- Manville, Indiana Location within Indiana Manville, Indiana Location within the United States
- Coordinates: 38°47′16″N 85°17′08″W﻿ / ﻿38.78778°N 85.28556°W
- Country: United States
- State: Indiana
- County: Jefferson
- Township: Milton
- Elevation: 515 ft (157 m)
- ZIP code: 47250
- FIPS code: 18-46512
- GNIS feature ID: 438539

= Manville, Indiana =

Manville is an unincorporated community in Milton Township, Jefferson County, Indiana.

==Geography==
Manville is located on the West Fork of the Indian-Kentuck Creek, just upstream from where it joins the East Prong of the Indian-Kentuck. Manville takes its name from the Manville family, most likely from Nicholas Manville, who was the first postmaster under that name, starting in 1858. However, a post office existed previously under the name Buena Vista, after the site of a Mexican–American War battle, opening in 1847.
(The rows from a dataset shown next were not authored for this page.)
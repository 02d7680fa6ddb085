use crate::acorn_assert_simple;
use crate::basic_types::ConstraintOperationError;
use crate::containers::StorageKey;
use crate::nodes::NodeId;

/// One dimension of a generic node: a named index with a fixed cardinality.
#[derive(Debug, Clone, PartialEq, Eq)]
pub struct GenericIndex {
    name: Box<str>,
    cardinality: usize,
}

impl GenericIndex {
    pub fn new(name: impl Into<Box<str>>, cardinality: usize) -> Self {
        acorn_assert_simple!(cardinality > 0, "generic index with zero cardinality");
        GenericIndex {
            name: name.into(),
            cardinality,
        }
    }

    pub fn name(&self) -> &str {
        &self.name
    }

    pub fn cardinality(&self) -> usize {
        self.cardinality
    }
}

/// The identifier of a generic node in the graph's generic registry.
#[derive(Clone, Copy, Debug, PartialEq, Eq, Hash)]
pub struct GenericNodeId {
    pub id: u32,
}

impl StorageKey for GenericNodeId {
    fn index(&self) -> usize {
        self.id as usize
    }

    fn create_from_index(index: usize) -> Self {
        GenericNodeId { id: index as u32 }
    }
}

/// A logical array of nodes indexed by one or more generic indices. This is an
/// aggregate view, not a new storage kind: the member nodes are ordinary
/// scalar nodes, stored densely keyed by the flattened (row-major)
/// multi-index, and operations over the generic node fan out to them.
#[derive(Debug, Clone)]
pub struct GenericNode {
    name: Box<str>,
    indices: Vec<GenericIndex>,
    nodes: Vec<NodeId>,
}

impl GenericNode {
    pub(crate) fn new(
        name: Box<str>,
        indices: Vec<GenericIndex>,
        nodes: Vec<NodeId>,
    ) -> Result<Self, ConstraintOperationError> {
        let expected: usize = indices.iter().map(GenericIndex::cardinality).product();
        if nodes.len() != expected {
            return Err(ConstraintOperationError::IndexMismatch {
                expected,
                found: nodes.len(),
            });
        }
        Ok(GenericNode {
            name,
            indices,
            nodes,
        })
    }

    pub fn name(&self) -> &str {
        &self.name
    }

    pub fn indices(&self) -> &[GenericIndex] {
        &self.indices
    }

    pub fn nodes(&self) -> &[NodeId] {
        &self.nodes
    }

    pub fn len(&self) -> usize {
        self.nodes.len()
    }

    pub fn is_empty(&self) -> bool {
        self.nodes.is_empty()
    }

    /// Whether another generic node ranges over the same index shape, which is
    /// the precondition for element-wise constraints between the two.
    pub fn same_shape(&self, other: &GenericNode) -> bool {
        self.indices.len() == other.indices.len()
            && self
                .indices
                .iter()
                .zip(other.indices.iter())
                .all(|(a, b)| a.cardinality() == b.cardinality())
    }

    /// The member node at the given multi-index coordinates.
    pub fn node_at(&self, coordinates: &[usize]) -> Result<NodeId, ConstraintOperationError> {
        if coordinates.len() != self.indices.len() {
            return Err(ConstraintOperationError::IndexMismatch {
                expected: self.indices.len(),
                found: coordinates.len(),
            });
        }

        let mut flat = 0;
        for (coordinate, index) in coordinates.iter().zip(self.indices.iter()) {
            if *coordinate >= index.cardinality() {
                return Err(ConstraintOperationError::IndexMismatch {
                    expected: index.cardinality(),
                    found: *coordinate,
                });
            }
            flat = flat * index.cardinality() + *coordinate;
        }
        Ok(self.nodes[flat])
    }
}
As an unincorporated area, Manville has no boundaries. It no longer has either a post office, or any established commerce. Its only institution is the Manville Christian Church, which was founded in 1830. That church grew out of a schism in the former Milton Baptist Church, which was located about two miles north on the East Prong.

==History==
The first attempt to establish a town was the platting of the town of Vienna in 1813 by Gershom Lee, just downstream from the meeting of the West Fork and East Prong. However, no lots were sold and Lee sold the tract intact in 1817. During this time there was reportedly a Shawnee camp in the area and two Shawnees were reported to stay at Lee's house. A Shawnee woman, Half Moon, married an early settler, John Miller. According to a descendant, George Miller, who wrote extensively in the Madison Courier during the late 1900s, Miller was buried in the wall of the Manville Cemetery. Because he had married a Native American, he reportedly was not buried in the cemetery itself.

The first known commercial reference was made in 1817 when Nicholas Manville petitioned to build a mill and a jury was named to view the impact of a mill dam. While Manville withdrew the request, Manville's mill was soon in operation. Manville either operated it in partnership with a son-in-law Isaac Howard or let Howard operate it.